If the high-resolution image doesn't have low-frequency details (say, if it's high-pass filtered), it can be downsampled without losing the high-frequency details. The details alias to low frequencies when downsampling. When upsampling later, the low frequencies "image" to high frequencies. By low-pass filtering the aliased details get removed and the "imaged", i.e. the original details remain.

*.mp4 guy
27th June 2009, 12:08
What you are saying is correct, but it will only allow you to keep the total number of stored pixels (low resolution plus high frequency difference) equal to the total number of input pixels, you cannot reduce the number of stored pixels without losing information (unless you store that information somewhere else, IE by upping the bit depth or something). Also, without careful construction such a system will still lose information due to the limits of our frequency filtering ability, the only way to get around this is to use a carefully cunstructed mathematical system such as used in lossless j2k.

Sharktooth
27th June 2009, 14:46
exactly. so, in conclusion, reducing the resolution will IN ANY CASE kill details. you may speak about frequencies and all... but you cant keep the pixel if it gets deleted.
an example (black and white, 0 = black, 1 = white):
0 0 0 0
0 1 0 0 resize 0 0
0 0 0 0 -----> 0 0
0 0 0 0
as you can see a 4x4 image gets resized to a 2x2 image.
once you resize you get all zeroes (black) and the white pixel is lost.
depending on the resizer you may also get a result like this:
1 0
0 0
that is even worse since it will introduce a bigger error...
However, focusing on the first case, there is nothing in heaven and hell that can reconstruct that white pixel and when you upscale the image you will get this:
0 0 0 0
0 0 0 0
0 0 0 0
0 0 0 0
in the second case you will get:
1 1 0 0
1 1 0 0
0 0 0 0
0 0 0 0
as you can see there is no way back to the original image... and none of the two cases is an acceptable result.
using a higher bitdepth the results are similar. you loose color and/or luminance info of that pixel...
PRINT IT IN YOUR MIND: UPSCALING IS USELESS.

*.mp4 guy
27th June 2009, 16:00
It is provable that the highest frequencies of a given array can be stored in a smaller amount of sample points then the total number of sample points in the array, this is one of the operative principles at work in linear transform coding. You can, for example, take a 720*480 array, and losslessly separate it into 4 360*240 arrays, 3 of them being representations of high frequencies and one of them being the equivelent of a properly lowpassed and downscaled image, in this case the high frequencies of the array are stored in less space then the total input array, but no compression has yet been achieved, as the total output data has only been reorganized, and still takes the same amount of space as the input (likely more before entropy coding, and less after, but these are implementation considerations).

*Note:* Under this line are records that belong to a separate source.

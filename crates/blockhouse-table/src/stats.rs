//! Engine Statistics
//!
//! A `Statistics` sink accumulates per-read counters and coarse latency
//! histograms. The engine owns one instance and passes it by reference
//! inside [`crate::options::EngineOptions`]; everything is relaxed atomics,
//! so concurrent reads record without coordination.
//!
//! Detailed timers (decompression latency and sizes) are gated by
//! [`StatsLevel`]: at the default level the pipeline skips the clock reads
//! entirely.

use std::sync::atomic::{AtomicU64, Ordering};

/// Monotonic counters recorded by the read pipeline.
#[derive(Debug, Clone, Copy, PartialEq, Eq)]
#[repr(usize)]
pub enum Ticker {
    /// Blocks read from disk (not served by a persistent cache).
    BlockReadCount = 0,
    /// Bytes read from disk, trailer included.
    BlockReadByte,
    /// Nanoseconds spent in positional reads.
    BlockReadTimeNanos,
    /// Nanoseconds spent verifying block checksums.
    BlockChecksumTimeNanos,
    /// Nanoseconds spent in decompression and cache fill.
    BlockDecompressTimeNanos,
    /// Blocks successfully decompressed.
    NumberBlockDecompressed,
    /// Persistent cache lookups that returned a block.
    PersistentCacheHit,
    /// Persistent cache lookups that missed.
    PersistentCacheMiss,
}

const TICKER_COUNT: usize = Ticker::PersistentCacheMiss as usize + 1;

/// Value distributions recorded when detailed timers are on.
#[derive(Debug, Clone, Copy, PartialEq, Eq)]
#[repr(usize)]
pub enum Histogram {
    DecompressionTimesNanos = 0,
    BytesDecompressed,
}

const HISTOGRAM_COUNT: usize = Histogram::BytesDecompressed as usize + 1;

/// How much the engine pays for statistics.
#[derive(Debug, Clone, Copy, PartialEq, Eq, PartialOrd, Ord, Default)]
pub enum StatsLevel {
    /// Tickers only; skip clock reads around decompression.
    #[default]
    ExceptDetailedTimers,
    /// Everything, including per-block decompression timing.
    All,
}

#[derive(Debug, Default)]
struct HistogramData {
    count: AtomicU64,
    sum: AtomicU64,
}

/// A point-in-time view of one histogram.
#[derive(Debug, Clone, Copy, PartialEq, Eq)]
pub struct HistogramSnapshot {
    pub count: u64,
    pub sum: u64,
}

impl HistogramSnapshot {
    pub fn average(&self) -> f64 {
        if self.count == 0 {
            0.0
        } else {
            self.sum as f64 / self.count as f64
        }
    }
}

/// Atomic statistics sink owned by the engine.
#[derive(Debug, Default)]
pub struct Statistics {
    tickers: [AtomicU64; TICKER_COUNT],
    histograms: [HistogramData; HISTOGRAM_COUNT],
}

impl Statistics {
    pub fn new() -> Self {
        Statistics::default()
    }

    /// Add `value` to a ticker.
    pub fn record_tick(&self, ticker: Ticker, value: u64) {
        self.tickers[ticker as usize].fetch_add(value, Ordering::Relaxed);
    }

    /// Record one measurement into a histogram.
    pub fn measure_time(&self, histogram: Histogram, value: u64) {
        let data = &self.histograms[histogram as usize];
        data.count.fetch_add(1, Ordering::Relaxed);
        data.sum.fetch_add(value, Ordering::Relaxed);
    }

    /// Current value of a ticker.
    pub fn ticker(&self, ticker: Ticker) -> u64 {
        self.tickers[ticker as usize].load(Ordering::Relaxed)
    }

    /// Current state of a histogram.
    pub fn histogram(&self, histogram: Histogram) -> HistogramSnapshot {
        let data = &self.histograms[histogram as usize];
        HistogramSnapshot {
            count: data.count.load(Ordering::Relaxed),
            sum: data.sum.load(Ordering::Relaxed),
        }
    }
}
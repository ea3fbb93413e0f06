//! Block Decompression
//!
//! A block's trailer names the codec its payload was written with; this
//! module turns a raw payload back into uncompressed bytes. The payload is
//! hostile input - every codec error, short header, or unknown tag becomes a
//! `Corruption` with a stable, codec-specific message.
//!
//! ## Size Headers
//! Format version 2 onward prepends the uncompressed size to Zlib, BZip2,
//! and LZ4 payloads as a varint32 ([`compress_format_for_version`]); version
//! 1 LZ4 used a fixed 32-bit little-endian header. ZSTD payloads always
//! carry the varint header. Snappy embeds its own length and is unversioned.
//!
//! ## Dictionaries
//! Zlib, LZ4, LZ4HC, and ZSTD honor a preset compression dictionary; the
//! other codecs ignore it.
//!
//! ## Codec Availability
//! XPRESS has no codec here; its blocks decode to the same corruption
//! message an actually-corrupted block would produce, which is what callers
//! expect when a file was written by a build with more codecs than this one.

use std::io::Read;
use std::time::Instant;

use blockhouse_core::status::{Result, Status};
use blockhouse_core::varint::{decode_fixed32, get_varint32};
use bytes::Bytes;
use flate2::{Decompress, FlushDecompress};

use crate::format::{BlockContents, CompressionType};
use crate::options::{should_report_detailed_time, EngineOptions};
use crate::stats::{Histogram, Ticker};

/// Which on-wire framing a codec uses at a given table format version.
///
/// Version 2 tables began embedding the uncompressed size ahead of the
/// compressed body for the codecs that need it.
pub fn compress_format_for_version(compression: CompressionType, format_version: u32) -> u32 {
    debug_assert!(
        !matches!(
            compression,
            CompressionType::None | CompressionType::Snappy | CompressionType::Xpress
        ),
        "codec is not versioned"
    );
    if format_version < 2 {
        1
    } else {
        2
    }
}

fn corrupt(codec: &str) -> Status {
    Status::corruption(format!(
        "{codec} not supported or corrupted {codec} compressed block contents"
    ))
}

/// Read the varint32 uncompressed-size header, advancing the cursor.
fn get_decompressed_size(input: &mut &[u8]) -> Option<usize> {
    get_varint32(input).map(|n| n as usize)
}

fn snappy_uncompress(payload: &[u8]) -> Result<Vec<u8>> {
    // Ask the stream for its uncompressed length, then decompress into a
    // buffer of exactly that size.
    let len = snap::raw::decompress_len(payload).map_err(|_| corrupt("Snappy"))?;
    let mut buf = vec![0u8; len];
    snap::raw::Decoder::new()
        .decompress(payload, &mut buf)
        .map_err(|_| corrupt("Snappy"))?;
    Ok(buf)
}

fn zlib_uncompress(payload: &[u8], format: u32, dict: &[u8]) -> Result<Vec<u8>> {
    let mut input = payload;
    let size_hint = if format == 2 {
        Some(get_decompressed_size(&mut input).ok_or_else(|| corrupt("Zlib"))?)
    } else {
        None
    };

    // Raw deflate stream (no zlib wrapper).
    let mut decomp = Decompress::new(false);
    if !dict.is_empty() {
        decomp.set_dictionary(dict).map_err(|_| corrupt("Zlib"))?;
    }

    let mut out: Vec<u8> = Vec::with_capacity(size_hint.unwrap_or(input.len() * 2).max(64));
    loop {
        let consumed = decomp.total_in() as usize;
        match decomp.decompress_vec(&input[consumed..], &mut out, FlushDecompress::Finish) {
            Ok(flate2::Status::StreamEnd) => break,
            Ok(_) => {
                if out.len() == out.capacity() {
                    out.reserve(out.capacity().max(64));
                } else if decomp.total_in() as usize == consumed {
                    // No forward progress: the stream ended without a finish
                    // marker.
                    return Err(corrupt("Zlib"));
                }
            }
            Err(_) => return Err(corrupt("Zlib")),
        }
    }

    if let Some(expected) = size_hint {
        if out.len() != expected {
            return Err(corrupt("Zlib"));
        }
    }
    Ok(out)
}

fn bzip2_uncompress(payload: &[u8], format: u32) -> Result<Vec<u8>> {
    let mut input = payload;
    let size_hint = if format == 2 {
        Some(get_decompressed_size(&mut input).ok_or_else(|| corrupt("Bzip2"))?)
    } else {
        None
    };

    let mut out = Vec::with_capacity(size_hint.unwrap_or(0));
    bzip2::read::BzDecoder::new(input)
        .read_to_end(&mut out)
        .map_err(|_| corrupt("Bzip2"))?;

    if let Some(expected) = size_hint {
        if out.len() != expected {
            return Err(corrupt("Bzip2"));
        }
    }
    Ok(out)
}

fn lz4_uncompress(payload: &[u8], format: u32, dict: &[u8], codec: &str) -> Result<Vec<u8>> {
    let mut input = payload;
    let size = if format == 2 {
        get_decompressed_size(&mut input).ok_or_else(|| corrupt(codec))?
    } else {
        // Version 1 stored the size as a fixed 32-bit little-endian header.
        if input.len() < 4 {
            return Err(corrupt(codec));
        }
        let size = decode_fixed32(input) as usize;
        input = &input[4..];
        size
    };

    let result = if dict.is_empty() {
        lz4_flex::block::decompress(input, size)
    } else {
        lz4_flex::block::decompress_with_dict(input, size, dict)
    };
    result.map_err(|_| corrupt(codec))
}

fn zstd_uncompress(payload: &[u8], dict: &[u8]) -> Result<Vec<u8>> {
    let mut input = payload;
    let size = get_decompressed_size(&mut input).ok_or_else(|| corrupt("ZSTD"))?;

    let mut decomp = if dict.is_empty() {
        zstd::bulk::Decompressor::new()
    } else {
        zstd::bulk::Decompressor::with_dictionary(dict)
    }
    .map_err(|_| corrupt("ZSTD"))?;

    decomp.decompress(input, size).map_err(|_| corrupt("ZSTD"))
}

/// Decompress a block payload into owned [`BlockContents`].
///
/// `payload` is the compressed body (trailer excluded); `tag` is the
/// compression byte out of the trailer. An unknown tag, a missing codec, or
/// any codec failure is `Corruption` - the payload came off disk or out of a
/// cache and is never trusted.
pub fn uncompress_block_contents(
    payload: &[u8],
    tag: u8,
    format_version: u32,
    compression_dict: &[u8],
    options: &EngineOptions,
) -> Result<BlockContents<'static>> {
    let timer = should_report_detailed_time(options).then(Instant::now);

    let uncompressed = match CompressionType::from_tag(tag) {
        Some(CompressionType::Snappy) => snappy_uncompress(payload)?,
        Some(CompressionType::Zlib) => zlib_uncompress(
            payload,
            compress_format_for_version(CompressionType::Zlib, format_version),
            compression_dict,
        )?,
        Some(CompressionType::Bzip2) => bzip2_uncompress(
            payload,
            compress_format_for_version(CompressionType::Bzip2, format_version),
        )?,
        Some(CompressionType::Lz4) => lz4_uncompress(
            payload,
            compress_format_for_version(CompressionType::Lz4, format_version),
            compression_dict,
            "LZ4",
        )?,
        Some(CompressionType::Lz4hc) => lz4_uncompress(
            payload,
            compress_format_for_version(CompressionType::Lz4hc, format_version),
            compression_dict,
            "LZ4HC",
        )?,
        Some(CompressionType::Xpress) => return Err(corrupt("XPRESS")),
        Some(CompressionType::Zstd) | Some(CompressionType::ZstdNotFinal) => {
            zstd_uncompress(payload, compression_dict)?
        }
        Some(CompressionType::None) | None => {
            return Err(Status::corruption("bad block type"));
        }
    };

    if let (Some(start), Some(stats)) = (timer, options.statistics.as_ref()) {
        stats.measure_time(
            Histogram::DecompressionTimesNanos,
            start.elapsed().as_nanos() as u64,
        );
        stats.measure_time(Histogram::BytesDecompressed, uncompressed.len() as u64);
        stats.record_tick(Ticker::NumberBlockDecompressed, 1);
    }

    Ok(BlockContents::owned(
        Bytes::from(uncompressed),
        CompressionType::None,
    ))
}


#[cfg(test)]
mod tests {
    use super::test_support::*;
    use super::*;
    use crate::stats::{StatsLevel, Statistics};
    use std::sync::Arc;

    fn sample_payload() -> Vec<u8> {
        // Repetitive enough that every codec actually shrinks it
        let mut data = Vec::new();
        for i in 0..200u32 {
            data.extend_from_slice(format!("key{:05}=value{:05};", i % 40, i % 40).as_bytes());
        }
        data
    }

    fn opts() -> EngineOptions {
        EngineOptions::default()
    }

    #[test]
    fn test_snappy_roundtrip() {
        let data = sample_payload();
        let compressed = snappy_compress(&data);
        let contents = uncompress_block_contents(
            &compressed,
            CompressionType::Snappy.tag(),
            2,
            &[],
            &opts(),
        )
        .unwrap();
        assert_eq!(contents.data(), &data[..]);
        assert_eq!(contents.compression, CompressionType::None);
        assert!(contents.cachable);
    }

    #[test]
    fn test_snappy_corrupted() {
        let data = sample_payload();
        let mut compressed = snappy_compress(&data);
        let len = compressed.len();
        compressed.truncate(len / 2);

        let err = uncompress_block_contents(
            &compressed,
            CompressionType::Snappy.tag(),
            2,
            &[],
            &opts(),
        )
        .unwrap_err();
        assert!(err.is_corruption());
        assert_eq!(
            err.message(),
            Some("Snappy not supported or corrupted Snappy compressed block contents")
        );
    }

    #[test]
    fn test_zlib_roundtrip() {
        let data = sample_payload();
        let compressed = zlib_compress(&data);
        let contents =
            uncompress_block_contents(&compressed, CompressionType::Zlib.tag(), 2, &[], &opts())
                .unwrap();
        assert_eq!(contents.data(), &data[..]);
    }

    #[test]
    fn test_zlib_garbage_is_corruption() {
        let err = uncompress_block_contents(
            &[0x05, 0xDE, 0xAD, 0xBE, 0xEF, 0x00],
            CompressionType::Zlib.tag(),
            2,
            &[],
            &opts(),
        )
        .unwrap_err();
        assert_eq!(
            err.message(),
            Some("Zlib not supported or corrupted Zlib compressed block contents")
        );
    }

    #[test]
    fn test_bzip2_roundtrip() {
        let data = sample_payload();
        let compressed = bzip2_compress(&data);
        let contents =
            uncompress_block_contents(&compressed, CompressionType::Bzip2.tag(), 2, &[], &opts())
                .unwrap();
        assert_eq!(contents.data(), &data[..]);
    }

    #[test]
    fn test_lz4_format2_roundtrip() {
        let data = sample_payload();
        let compressed = lz4_compress_format2(&data);
        let contents =
            uncompress_block_contents(&compressed, CompressionType::Lz4.tag(), 2, &[], &opts())
                .unwrap();
        assert_eq!(contents.data(), &data[..]);
    }

    #[test]
    fn test_lz4_format1_roundtrip() {
        let data = sample_payload();
        let compressed = lz4_compress_format1(&data);
        let contents =
            uncompress_block_contents(&compressed, CompressionType::Lz4.tag(), 1, &[], &opts())
                .unwrap();
        assert_eq!(contents.data(), &data[..]);
    }

    #[test]
    fn test_lz4hc_uses_its_own_message() {
        let err = uncompress_block_contents(
            &[0xFF, 0xFF],
            CompressionType::Lz4hc.tag(),
            2,
            &[],
            &opts(),
        )
        .unwrap_err();
        assert_eq!(
            err.message(),
            Some("LZ4HC not supported or corrupted LZ4HC compressed block contents")
        );
    }

    #[test]
    fn test_zstd_roundtrip() {
        let data = sample_payload();
        let compressed = zstd_compress(&data, &[]);
        let contents =
            uncompress_block_contents(&compressed, CompressionType::Zstd.tag(), 2, &[], &opts())
                .unwrap();
        assert_eq!(contents.data(), &data[..]);
    }

    #[test]
    fn test_zstd_not_final_tag_decodes_as_zstd() {
        let data = sample_payload();
        let compressed = zstd_compress(&data, &[]);
        let contents = uncompress_block_contents(
            &compressed,
            CompressionType::ZstdNotFinal.tag(),
            2,
            &[],
            &opts(),
        )
        .unwrap();
        assert_eq!(contents.data(), &data[..]);
    }

    #[test]
    fn test_zstd_dictionary_roundtrip() {
        let dict = b"key00000=value00000;key00001=value00001;".to_vec();
        let data = sample_payload();
        let compressed = zstd_compress(&data, &dict);

        let contents = uncompress_block_contents(
            &compressed,
            CompressionType::Zstd.tag(),
            2,
            &dict,
            &opts(),
        )
        .unwrap();
        assert_eq!(contents.data(), &data[..]);
    }

    #[test]
    fn test_lz4_with_dictionary_present() {
        // A stream that never references the dictionary must decode the
        // same whether or not one is supplied.
        let dict = b"key00000=value00000;".to_vec();
        let data = sample_payload();
        let compressed = lz4_compress_format2(&data);
        let contents = uncompress_block_contents(
            &compressed,
            CompressionType::Lz4.tag(),
            2,
            &dict,
            &opts(),
        )
        .unwrap();
        assert_eq!(contents.data(), &data[..]);
    }

    #[test]
    fn test_xpress_not_built_in() {
        let err =
            uncompress_block_contents(&[1, 2, 3], CompressionType::Xpress.tag(), 2, &[], &opts())
                .unwrap_err();
        assert_eq!(
            err.message(),
            Some("XPRESS not supported or corrupted XPRESS compressed block contents")
        );
    }

    #[test]
    fn test_unknown_tag_is_bad_block_type() {
        let err = uncompress_block_contents(&[1, 2, 3], 0x77, 2, &[], &opts()).unwrap_err();
        assert!(err.is_corruption());
        assert_eq!(err.message(), Some("bad block type"));

        // The no-compression tag never reaches the decompressor legally
        let err = uncompress_block_contents(&[1, 2, 3], 0, 2, &[], &opts()).unwrap_err();
        assert_eq!(err.message(), Some("bad block type"));
    }

    #[test]
    fn test_detailed_timers_record_stats() {
        let stats = Arc::new(Statistics::new());
        let options = EngineOptions::with_statistics(stats.clone(), StatsLevel::All);

        let data = sample_payload();
        let compressed = lz4_compress_format2(&data);
        uncompress_block_contents(&compressed, CompressionType::Lz4.tag(), 2, &[], &options)
            .unwrap();

        assert_eq!(stats.ticker(Ticker::NumberBlockDecompressed), 1);
        let bytes = stats.histogram(Histogram::BytesDecompressed);
        assert_eq!(bytes.count, 1);
        assert_eq!(bytes.sum, data.len() as u64);
        assert_eq!(stats.histogram(Histogram::DecompressionTimesNanos).count, 1);
    }

    #[test]
    fn test_default_stats_level_records_nothing() {
        let stats = Arc::new(Statistics::new());
        let options =
            EngineOptions::with_statistics(stats.clone(), StatsLevel::ExceptDetailedTimers);

        let data = sample_payload();
        let compressed = lz4_compress_format2(&data);
        uncompress_block_contents(&compressed, CompressionType::Lz4.tag(), 2, &[], &options)
            .unwrap();

        assert_eq!(stats.ticker(Ticker::NumberBlockDecompressed), 0);
        assert_eq!(stats.histogram(Histogram::BytesDecompressed).count, 0);
    }
}
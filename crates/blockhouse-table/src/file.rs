//! Positional File Access
//!
//! The read pipeline needs exactly one capability from the environment: a
//! positional read. [`RandomAccessFile`] captures that contract, in a
//! synchronous and an asynchronous form, without committing to a filesystem
//! or I/O model.
//!
//! ## Scratch or View
//! A reader may satisfy a request two ways:
//!
//! - **fill the caller's scratch buffer** and report how many bytes landed
//!   there ([`ReadSlice::Scratch`]), or
//! - **hand back a zero-copy view** into its own storage - an mmap, a page
//!   cache, a fully buffered file ([`ReadSlice::View`]). The view stays
//!   valid until the next operation on the reader.
//!
//! The pipeline uses the distinction to decide whether returned block
//! contents can borrow (a view outlives the read) or must be copied out (the
//! scratch buffer goes back to the caller).
//!
//! ## Short Reads
//! Reads that cross the end of the file return the available prefix; the
//! pipeline turns short block reads into `Corruption("truncated block
//! read")`. Backends signal real failures through `Status` (`IoError`,
//! `TimedOut`, `ShutdownInProgress`, ...), which the pipeline propagates
//! without retrying.

use async_trait::async_trait;
use blockhouse_core::status::{Result, Status};
use bytes::Bytes;

/// Where the bytes of a positional read ended up.
#[derive(Debug, Clone, Copy)]
pub enum ReadSlice<'a> {
    /// The read filled the caller's scratch buffer with this many bytes.
    Scratch(usize),
    /// Zero-copy view into the reader's own storage, valid until the next
    /// operation on the reader.
    View(&'a [u8]),
}

impl<'a> ReadSlice<'a> {
    /// Length of the returned data.
    pub fn len(&self) -> usize {
        match self {
            ReadSlice::Scratch(n) => *n,
            ReadSlice::View(view) => view.len(),
        }
    }

    pub fn is_empty(&self) -> bool {
        self.len() == 0
    }
}

/// Minimal positional-read capability consumed by the read pipeline.
#[async_trait]
pub trait RandomAccessFile: Send + Sync {
    /// Read up to `len` bytes starting at `offset`.
    ///
    /// `scratch` must be at least `len` bytes. The returned slice either
    /// reports bytes placed in `scratch` or is a view into the reader's own
    /// storage.
    fn read_at<'f>(&'f self, offset: u64, len: usize, scratch: &mut [u8])
        -> Result<ReadSlice<'f>>;

    /// Asynchronous form of [`RandomAccessFile::read_at`].
    ///
    /// The default implementation completes synchronously; backends with a
    /// real asynchronous path override it. The pipeline treats the await
    /// point as its only suspension point.
    async fn read_at_async<'f>(
        &'f self,
        offset: u64,
        len: usize,
        scratch: &mut [u8],
    ) -> Result<ReadSlice<'f>> {
        self.read_at(offset, len, scratch)
    }
}

/// A table file held entirely in memory.
///
/// This is the reference reader: engines that mmap their tables or buffer
/// them whole (downloaded objects, cache files) wrap the bytes in a
/// `MemoryFile` and get zero-copy block reads for free.
#[derive(Debug, Clone)]
pub struct MemoryFile {
    data: Bytes,
}

impl MemoryFile {
    pub fn new(data: Bytes) -> Self {
        MemoryFile { data }
    }

    pub fn len(&self) -> usize {
        self.data.len()
    }

    pub fn is_empty(&self) -> bool {
        self.data.is_empty()
    }
}

#[async_trait]
impl RandomAccessFile for MemoryFile {
    fn read_at<'f>(
        &'f self,
        offset: u64,
        len: usize,
        _scratch: &mut [u8],
    ) -> Result<ReadSlice<'f>> {
        if offset > self.data.len() as u64 {
            return Err(Status::io_error("read past end of file"));
        }
        let start = offset as usize;
        let end = self.data.len().min(start + len);
        Ok(ReadSlice::View(&self.data[start..end]))
    }
}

However this debate is not really relevant to the thread.

Sharktooth
27th June 2009, 16:12
yup, but that supposes you're storing those info in a different way. the origina idea is to encode the resized difference between original and encoded file.
that wont work coz, first, it's downsized (see the post above) and, second, it's not a good way to store that info. IMHO those info can be processed and stored more efficiently by the encoder just by lowering the quantizer or using adaptive quantization or other techniques.